"Ina harus gimana, Bu?" Davina menempelkan ponselnya di telinganya. Sejak lima belas menit yang lalu, yang perempuan itu lakukan adalah berjalan bolak-balik di dalam kamarnya sambil menelpon Ibunya yang berada di Bandung. Entah sudah berapa kali ia berkata, 'Ina harus gimana Bu?' kepada ibunya.
"Duh ... Teteh tenang dulu coba, jangan bingung-bingung gitu atuh, Ibu juga jadi ikutan bingung harus ngasih saran apa," suara Laila--Ibu dari Davina terdengar di ujung telpon.
"Ina pindah aja ya, Bu? Nggak enak tinggal di sini terus. Lagian, nanti bingung kalau ketemu dianya harus gimana." Davina memijat keningnya perlahan.
"Teteh mau pindah tuh karena ngerasa ngerepotin apa karena mau ngehindarin siapa itu namanya? Davin ya?"
Mendengar nama Davin di sebut, Davina jadi mengingat kembali apa yang baru saja Davin katakan sore tadi kepadanya.
"Ibu ... Ina harus gimana sekarang?"
Terdengar helaan napas Laila. "Tetehnya yakin nggak sama dia? Kalau yakin, ya jalanin aja. Ibu sama Bapak tunggu di Bandung."
"Ina kenal sama dia aja baru semingguan, Ina nggak tau apa-apa tentang dia, dan tiba-tiba ... ah, Ina bingung, Bu."
"Kalau Teteh nggak yakin ya tinggal tolak aja atuh, da kenapa mesti di bawa repot? Lagipula Ibu lebih suka yang begitu. Langsung ngajak Teteh menikah, artinya teh dia serius sama Teteh."
Davina mencoba memahami apa yang ibunya katakan. Dia baru mengenal Davin kurang lebih seminggu yang lalu. Ya walaupun dua bulan sebelumnya mereka pernah bertemu tiga kali; di kafe, di pemakaman, dan di kosannya di Jakarta.
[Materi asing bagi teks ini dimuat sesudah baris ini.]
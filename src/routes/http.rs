//! HTTP endpoint handlers. These are thin wrappers that forward to the store
//! and the game transitions. Each handler is instrumented and logs basic
//! result info; failures are mapped by `QuizError`'s `IntoResponse`.

use std::sync::Arc;

use axum::{
  extract::{rejection::JsonRejection, State},
  Json,
};
use tracing::{error, info, instrument, warn};
use uuid::Uuid;

use crate::domain::{Category, GameState, GameSummary};
use crate::error::QuizError;
use crate::protocol::*;
use crate::state::GameStore;

#[instrument(level = "info", skip(store))]
pub async fn http_health(State(store): State<Arc<GameStore>>) -> Json<HealthOut> {
  Json(HealthOut { ok: true, ready: store.is_ready() })
}

#[instrument(level = "info", skip(store))]
pub async fn http_get_categories(
  State(store): State<Arc<GameStore>>,
) -> Result<Json<Vec<Category>>, QuizError> {
  match store.categories() {
    Ok(categories) => {
      info!(target: "quiz", count = categories.len(), "HTTP categories served");
      Ok(Json(categories))
    }
    Err(e) => {
      error!(target: "quiz", error = %e, "Error fetching categories");
      Err(e)
    }
  }
}

#[instrument(level = "info", skip(store, body))]
pub async fn http_post_start_game(
  State(store): State<Arc<GameStore>>,
  body: Result<Json<StartGameIn>, JsonRejection>,
) -> Result<Json<GameState>, QuizError> {
  let Json(body) = body.map_err(|e| QuizError::InvalidRequest(e.body_text()))?;
  let round_id = Uuid::new_v4();
  match store.generate_quiz(body.category.as_deref()) {
    Ok(state) => {
      info!(target: "quiz", %round_id, category = ?state.selected_category, questions = state.questions.len(), "HTTP round served");
      Ok(Json(state))
    }
    Err(e) => {
      warn!(target: "quiz", %round_id, category = ?body.category, error = %e, "Error starting game");
      Err(e)
    }
  }
}

/// Score the current question and move the round forward.
#[instrument(level = "info", skip(body))]
pub async fn http_post_answer(
  body: Result<Json<AnswerIn>, JsonRejection>,
) -> Result<Json<AnswerOut>, QuizError> {
  let Json(body) = body.map_err(|e| QuizError::InvalidRequest(e.body_text()))?;
  let mut game_state = body.game_state;
  let answer = game_state.submit_answer(body.question_index, &body.selected_answer)?;
  game_state.advance()?;
  info!(target: "quiz", question_index = body.question_index, is_correct = answer.is_correct, score = game_state.score, "HTTP answer recorded");
  Ok(Json(AnswerOut { game_state, answer }))
}

#[instrument(level = "info", skip(body))]
pub async fn http_post_summary(
  body: Result<Json<GameState>, JsonRejection>,
) -> Result<Json<GameSummary>, QuizError> {
  let Json(state) = body.map_err(|e| QuizError::InvalidRequest(e.body_text()))?;
  Ok(Json(state.summarize()))
}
Tapi, awal mereka sering bertemu ya hanya seminggu belakangan ini.
Satu pertanyaan memutar keras dalam benak Davina: Apakah satu minggu adalah waktu yang cukup bagi seseorang yakin untuk melaksanakan pernikahan?
"Dulu Ibu sama Bapak juga gitu kok. Bahkan kita nggak pernah ketemu sebelumnya. Bapak datang ke rumah dan lamar ibu di depan orangtua. Berhubung orangtua Ibu ridha, ya.. ibu nurut aja. Kami menikah, dan seserhana itu juga benih-benih cinta mulai merekah. Semuanya jadi berkah." Laila mulai bercerita awal perkenalannya dengan Fandy--yang kini menjadi suaminya. Hal itu ia lakukan untuk mengusir kebimbangan di hati anaknya.
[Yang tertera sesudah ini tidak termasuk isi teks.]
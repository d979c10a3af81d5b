//! Test-only dataset builders.

use std::path::PathBuf;

use serde_json::{json, Map, Value};
use uuid::Uuid;

use crate::catalog::Catalog;

/// Build both documents for `(restaurant, tags, usable dish count)` triples.
/// Dish `i` of restaurant `R` is named `R dish i`.
pub fn documents(spec: &[(&str, &[&str], usize)]) -> (Value, Value) {
  let mut dishes = Map::new();
  let mut venues = Map::new();
  for (name, tags, n) in spec {
    let mut list = vec![json!({ "venue_id": format!("id-{name}") })];
    if *n > 0 {
      let mut group = Map::new();
      for i in 0..*n {
        group.insert(
          format!("dish-{i}"),
          json!({
            "dish_name": format!("{name} dish {i}"),
            "dish_price": "₪48.00",
            "dish_description": "",
            "dish_image": format!("https://img.example/{name}/{i}.jpg"),
          }),
        );
      }
      list.push(Value::Object(group));
    }
    dishes.insert(name.to_string(), Value::Array(list));
    venues.insert(
      name.to_string(),
      json!({
        "venue_id": format!("id-{name}"),
        "rate": 8.6,
        "estimate": 30,
        "estimate_range": "25-35",
        "delivery_price": "₪10.00",
        "location": [34.77, 32.08],
        "img_url": "https://img.example/venue.jpg",
        "restaurant_link": "https://example.com/r",
        "slug": name.to_lowercase(),
        "venue_details": { "address": "Dizengoff 1", "tag": tags, "short_description": "" },
      }),
    );
  }
  (Value::Object(dishes), Value::Object(venues))
}

pub fn catalog(spec: &[(&str, &[&str], usize)]) -> Catalog {
  let (dishes, venues) = documents(spec);
  Catalog::from_documents(dishes, venues).expect("fixture documents are objects")
}

/// Fresh scratch directory under the system temp dir.
pub fn temp_dir() -> PathBuf {
  let dir = std::env::temp_dir().join(format!("dish-quiz-{}", Uuid::new_v4()));
  std::fs::create_dir_all(&dir).expect("create temp dir");
  dir
}
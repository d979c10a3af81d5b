//! Router assembly: HTTP endpoints, function gateway, static files, CORS, and HTTP tracing.

use std::{path::Path, sync::Arc};

use axum::{
    routing::{any, get, post},
    Router,
};
use tower_http::{
    cors::{Any, CorsLayer},
    services::{ServeDir, ServeFile},
    trace::{DefaultMakeSpan, DefaultOnRequest, DefaultOnResponse, TraceLayer},
};
use tracing::Level;

use crate::state::GameStore;

pub mod function;
pub mod http;

/// Build the application router with:
/// - JSON API under `/api/...`
/// - the same API through the function gateway path
/// - Static SPA from `static_dir` with index fallback
/// - CORS (allow any origin/method/headers)
/// - HTTP trace layer (per-request spans w/ method, path, status, latency)
pub fn build_router(store: Arc<GameStore>, static_dir: &Path) -> Router {
    // Static files with SPA fallback
    let static_service = ServeDir::new(static_dir)
        .append_index_html_on_directories(true)
        .not_found_service(ServeFile::new(static_dir.join("index.html")));

    Router::new()
        .route("/api/health", get(http::http_health))
        .route("/api/categories", get(http::http_get_categories))
        .route("/api/game/start", post(http::http_post_start_game))
        .route("/api/game/answer", post(http::http_post_answer))
        .route("/api/game/summary", post(http::http_post_summary))
        .route("/.netlify/functions/api/*rest", any(function::function_gateway))
        // State + CORS + HTTP tracing
        .with_state(store)
        .layer(
            CorsLayer::new()
                .allow_origin(Any)
                .allow_methods(Any)
                .allow_headers(Any),
        )
        .layer(
            TraceLayer::new_for_http()
                .make_span_with(DefaultMakeSpan::new().level(Level::INFO))
                .on_request(DefaultOnRequest::new().level(Level::INFO))
                .on_response(DefaultOnResponse::new().level(Level::INFO)),
        )
        // Frontend fallback
        .fallback_service(static_service)
}
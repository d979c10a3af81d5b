//! Round generation: ten "which restaurant serves this dish?" questions.
//!
//! Flow per round:
//! 1) Collect eligible restaurants (category filter, at least one usable dish).
//! 2) Shuffle them once, compute a per-restaurant usage cap.
//! 3) For each slot, rejection-sample until a question with four distinct,
//!    category-plausible options comes out, or the attempt budget runs out.
//!
//! The random source is a parameter so tests can seed it.

use std::collections::{HashMap, HashSet};

use rand::seq::SliceRandom;
use rand::Rng;
use tracing::{debug, info, instrument, warn};

use crate::catalog::{Catalog, RestaurantDishes};
use crate::domain::{GameState, QuizQuestion};
use crate::error::QuizError;

pub const TOTAL_QUESTIONS: usize = 10;
/// One correct answer plus three wrong ones.
pub const MIN_RESTAURANTS: usize = 4;
pub const MAX_ATTEMPTS_PER_QUESTION: usize = 100;
const WRONG_OPTIONS: usize = MIN_RESTAURANTS - 1;

/// How many times a single restaurant may be the answer within one round.
pub fn usage_cap(restaurant_count: usize) -> usize {
  let per_restaurant = TOTAL_QUESTIONS.div_ceil(restaurant_count.max(1));
  per_restaurant.max(2)
}

#[instrument(level = "info", skip(catalog, category, rng), fields(category = category.unwrap_or("all")))]
pub fn generate_quiz<R: Rng + ?Sized>(
  catalog: &Catalog,
  category: Option<&str>,
  rng: &mut R,
) -> Result<GameState, QuizError> {
  // An empty string scopes like "all" but is still echoed back as given.
  let scope = category.filter(|c| !c.is_empty());
  let mut restaurants = catalog.restaurants_in_category(scope);
  if restaurants.len() < MIN_RESTAURANTS {
    warn!(target: "quiz", eligible = restaurants.len(), "Not enough restaurants for a round");
    return Err(QuizError::NotEnoughRestaurants);
  }

  restaurants.shuffle(rng);
  let cap = usage_cap(restaurants.len());
  debug!(target: "quiz", eligible = restaurants.len(), cap, "Round setup");

  let mut used: HashMap<&str, usize> = HashMap::new();
  let mut questions = Vec::with_capacity(TOTAL_QUESTIONS);

  for index in 0..TOTAL_QUESTIONS {
    let mut created = None;

    for attempt in 1..=MAX_ATTEMPTS_PER_QUESTION {
      let available: Vec<&RestaurantDishes> = restaurants
        .iter()
        .filter(|r| used.get(r.name.as_str()).copied().unwrap_or(0) < cap)
        .collect();

      if available.is_empty() {
        used.clear();
        continue;
      }

      // Positional pick over the pre-shuffled list, not a fresh draw.
      let selected = available[index % available.len()];

      match build_question(selected, &restaurants, scope, rng) {
        Some(q) => {
          *used.entry(selected.name.as_str()).or_insert(0) += 1;
          created = Some(q);
          break;
        }
        None => debug!(target: "quiz", slot = index + 1, attempt, restaurant = %selected.name, "Attempt abandoned"),
      }
    }

    match created {
      Some(q) => questions.push(q),
      None => {
        warn!(target: "quiz", slot = index + 1, "Question budget exhausted");
        return Err(QuizError::QuestionExhausted(index + 1));
      }
    }
  }

  if questions.len() < TOTAL_QUESTIONS {
    return Err(QuizError::ShortRound);
  }

  info!(target: "quiz", questions = questions.len(), "Round generated");
  Ok(GameState {
    current_question: 0,
    score: 0,
    total_questions: TOTAL_QUESTIONS,
    selected_category: category.map(str::to_string),
    questions,
    answers: Vec::new(),
  })
}

/// One attempt at a question for `selected`. `None` means try again.
fn build_question<R: Rng + ?Sized>(
  selected: &RestaurantDishes,
  restaurants: &[RestaurantDishes],
  category: Option<&str>,
  rng: &mut R,
) -> Option<QuizQuestion> {
  let dish = selected.dishes.choose(rng)?;

  // A requested category already filtered the pool, so every other restaurant
  // is a peer. For "all", peers share the selected restaurant's primary tag.
  let label = category.unwrap_or(&selected.category);
  let others: Vec<&RestaurantDishes> = restaurants
    .iter()
    .filter(|r| r.name != selected.name)
    .collect();
  let same_category: Vec<&RestaurantDishes> = others
    .iter()
    .copied()
    .filter(|r| category.is_some() || r.category == label)
    .collect();
  let mut peers = if same_category.len() >= WRONG_OPTIONS { same_category } else { others };
  if peers.len() < WRONG_OPTIONS {
    return None;
  }

  peers.shuffle(rng);
  let mut options: Vec<String> = peers
    .iter()
    .take(WRONG_OPTIONS)
    .map(|r| r.name.clone())
    .collect();
  options.push(selected.name.clone());
  options.shuffle(rng);

  let unique: HashSet<&str> = options.iter().map(String::as_str).collect();
  if unique.len() != MIN_RESTAURANTS {
    return None;
  }

  Some(QuizQuestion {
    dish_image: dish.dish_image.clone(),
    dish_name: dish.dish_name.clone(),
    correct_restaurant: selected.name.clone(),
    options,
    category: label.to_string(),
  })
}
"Kalau Ina sama Pak Davin ... Ibu sama Bapak ridha nggak?" tanya Davina ragu-ragu.
"Biar Davin ke sini dulu. Ngobrol sama Ibu dan Bapak. Nanti kan setelah ketemu orangnya enak."
"Hm, itu Bu ... Pak Davin memang mau ke Bandung, cuma..."
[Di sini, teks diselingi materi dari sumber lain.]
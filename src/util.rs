//! Small utility helpers used across modules.

/// Words that mark a catalog photo as tableware rather than food.
const NON_FOOD_MARKERS: [&str; 3] = ["cutlery", "utensil", "napkin"];

/// Canonical form of a venue tag or a requested category.
pub fn normalize_tag(tag: &str) -> String {
  tag.trim().to_lowercase()
}

/// Case-insensitive, whitespace-tolerant tag comparison.
pub fn tag_matches(tag: &str, wanted: &str) -> bool {
  normalize_tag(tag) == normalize_tag(wanted)
}

/// Same prefix test the dataset tooling applies: anything starting with
/// `http` (so `https` too) counts as a fetchable image.
pub fn is_http_url(url: &str) -> bool {
  url.starts_with("http")
}

/// True if the dish name refers to cutlery, utensils or napkins.
pub fn is_non_food_name(name: &str) -> bool {
  let lower = name.to_lowercase();
  NON_FOOD_MARKERS.iter().any(|m| lower.contains(m))
}

/// Log-safe truncation for large strings.
/// Avoids spamming logs with huge request payloads.
pub fn trunc_for_log(s: &str, max: usize) -> String {
  if s.len() <= max {
    return s.to_string();
  }
  let mut cut = max;
  while !s.is_char_boundary(cut) { cut -= 1; }
  format!("{}… ({} bytes total)", &s[..cut], s.len())
}
use moviehub_core::{Config, Hub, HubRegistry};

/// Shared application state
pub struct AppState {
    config: Config,
    hubs: HubRegistry,
}

impl AppState {
    pub fn new(config: Config, hubs: HubRegistry) -> Self {
        Self { config, hubs }
    }

    pub fn config(&self) -> &Config {
        &self.config
    }

    pub fn hubs(&self) -> &HubRegistry {
        &self.hubs
    }

    pub fn hub(&self, slug: &str) -> Option<&Hub> {
        self.hubs.get(slug)
    }
}
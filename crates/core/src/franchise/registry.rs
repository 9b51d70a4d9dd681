//! The set of live hubs, one cached catalog loader per franchise.

use std::sync::Arc;

use futures::future::join_all;
use tracing::{info, warn};

use super::Franchise;
use crate::catalog::{CatalogConfig, CatalogError, CatalogLoader, CsvSource};
use crate::config::Config;

/// A franchise and its catalog loader.
pub struct Hub {
    franchise: Franchise,
    loader: CatalogLoader,
}

impl Hub {
    pub fn new(franchise: Franchise, config: CatalogConfig, source: Arc<dyn CsvSource>) -> Self {
        Self {
            franchise,
            loader: CatalogLoader::new(config, source),
        }
    }

    pub fn franchise(&self) -> Franchise {
        self.franchise
    }

    pub fn slug(&self) -> &'static str {
        self.franchise.slug()
    }

    pub fn loader(&self) -> &CatalogLoader {
        &self.loader
    }

    pub fn config(&self) -> &CatalogConfig {
        self.loader.config()
    }
}

/// All hubs, in [`Franchise::ALL`] order.
pub struct HubRegistry {
    hubs: Vec<Hub>,
}

impl HubRegistry {
    /// Hubs with their built-in settings.
    pub fn new(source: Arc<dyn CsvSource>) -> Self {
        Self::from_config(&Config::default(), source)
    }

    /// Hubs with the configured fetch timeout and per-hub overrides applied.
    pub fn from_config(config: &Config, source: Arc<dyn CsvSource>) -> Self {
        let timeout = config.assets.fetch_timeout();
        let hubs = Franchise::ALL
            .into_iter()
            .map(|franchise| {
                let mut catalog = franchise.catalog_config().with_fetch_timeout(timeout);
                if let Some(hub_override) = config.hubs.get(franchise.slug()) {
                    catalog = hub_override.apply(catalog);
                }
                Hub::new(franchise, catalog, Arc::clone(&source))
            })
            .collect();

        Self { hubs }
    }

    pub fn get(&self, slug: &str) -> Option<&Hub> {
        self.hubs.iter().find(|hub| hub.slug() == slug)
    }

    pub fn hubs(&self) -> &[Hub] {
        &self.hubs
    }

    /// Load every hub concurrently, returning the failures.
    ///
    /// Only hubs with a propagating failure policy can fail here.
    pub async fn warm_all(&self) -> Vec<(Franchise, CatalogError)> {
        let results = join_all(
            self.hubs
                .iter()
                .map(|hub| async move { (hub.franchise, hub.loader.load().await) }),
        )
        .await;

        let mut failures = Vec::new();
        for (franchise, result) in results {
            match result {
                Ok(catalog) => info!(
                    hub = franchise.slug(),
                    records = catalog.len(),
                    source = ?catalog.source(),
                    "Hub warmed"
                ),
                Err(e) => {
                    warn!(hub = franchise.slug(), error = %e, "Hub failed to warm");
                    failures.push((franchise, e));
                }
            }
        }
        failures
    }
}

#[cfg(test)]
mod tests {
    use super::*;
    use crate::catalog::{CatalogSource, LoadFailurePolicy};
    use crate::config::HubOverride;
    use crate::testing::{fixtures, MockCsvSource};
    use std::time::Duration;

    #[test]
    fn test_registry_has_every_franchise() {
        let registry = HubRegistry::new(Arc::new(MockCsvSource::new()));
        assert_eq!(registry.hubs().len(), Franchise::ALL.len());
        assert_eq!(
            registry.get("star-wars").unwrap().franchise(),
            Franchise::StarWars
        );
        assert!(registry.get("unknown").is_none());
    }

    #[test]
    fn test_from_config_applies_timeout_and_overrides() {
        let mut config = Config::default();
        config.assets.fetch_timeout_secs = 12;
        config.hubs.insert(
            "rocky".to_string(),
            HubOverride {
                base_path: Some("/boxing".to_string()),
                ..Default::default()
            },
        );

        let registry = HubRegistry::from_config(&config, Arc::new(MockCsvSource::new()));
        let rocky = registry.get("rocky").unwrap().config();
        assert_eq!(rocky.resource_path(), "/boxing/rocky.csv");
        assert_eq!(rocky.fetch_timeout, Duration::from_secs(12));

        let pixar = registry.get("pixar").unwrap().config();
        assert_eq!(pixar.resource_path(), "/pixar/pixar.csv");
    }

    #[tokio::test]
    async fn test_hubs_share_one_source_but_cache_separately() {
        let source = Arc::new(MockCsvSource::new());
        source
            .set_response("/rocky/rocky.csv", fixtures::ROCKY_CSV)
            .await;

        let registry = HubRegistry::new(Arc::clone(&source) as Arc<dyn CsvSource>);
        let rocky = registry.get("rocky").unwrap().loader().load().await.unwrap();
        let pixar = registry.get("pixar").unwrap().loader().load().await.unwrap();

        assert_eq!(rocky.source(), CatalogSource::Fetched);
        assert_eq!(pixar.source(), CatalogSource::Fallback);
        assert_eq!(source.fetch_count().await, 2);
    }

    #[tokio::test]
    async fn test_warm_all_reports_propagating_failures() {
        let source = Arc::new(MockCsvSource::new());
        source
            .set_response("/harry-potter/harrypotter.csv", fixtures::HARRY_POTTER_CSV)
            .await;

        let registry = HubRegistry::new(source);
        let failures = registry.warm_all().await;

        // Everything but The Boys has either a CSV or a fallback.
        assert_eq!(failures.len(), 1);
        assert_eq!(failures[0].0, Franchise::TheBoys);
        assert_eq!(
            registry.get("the-boys").unwrap().config().on_load_failure,
            LoadFailurePolicy::Propagate
        );
        assert!(registry.get("harry-potter").unwrap().loader().cached().is_some());
    }
}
"Cuma kenapa? Sama Ina nggak di bolehin?"
"Bukan nggak boleh, Bu. Ina cuma..."
"Biarin Davin ke sini dulu. Ini kan proses ta'aruf. Maksudnya biar Ibu sama Bapak juga kenal. Masalah nanti mau lanjut ke pernikahan atau enggaknya kan terserah Ina."
Davina menghela napas panjang. "Nanti Ina bilangin deh, Bu."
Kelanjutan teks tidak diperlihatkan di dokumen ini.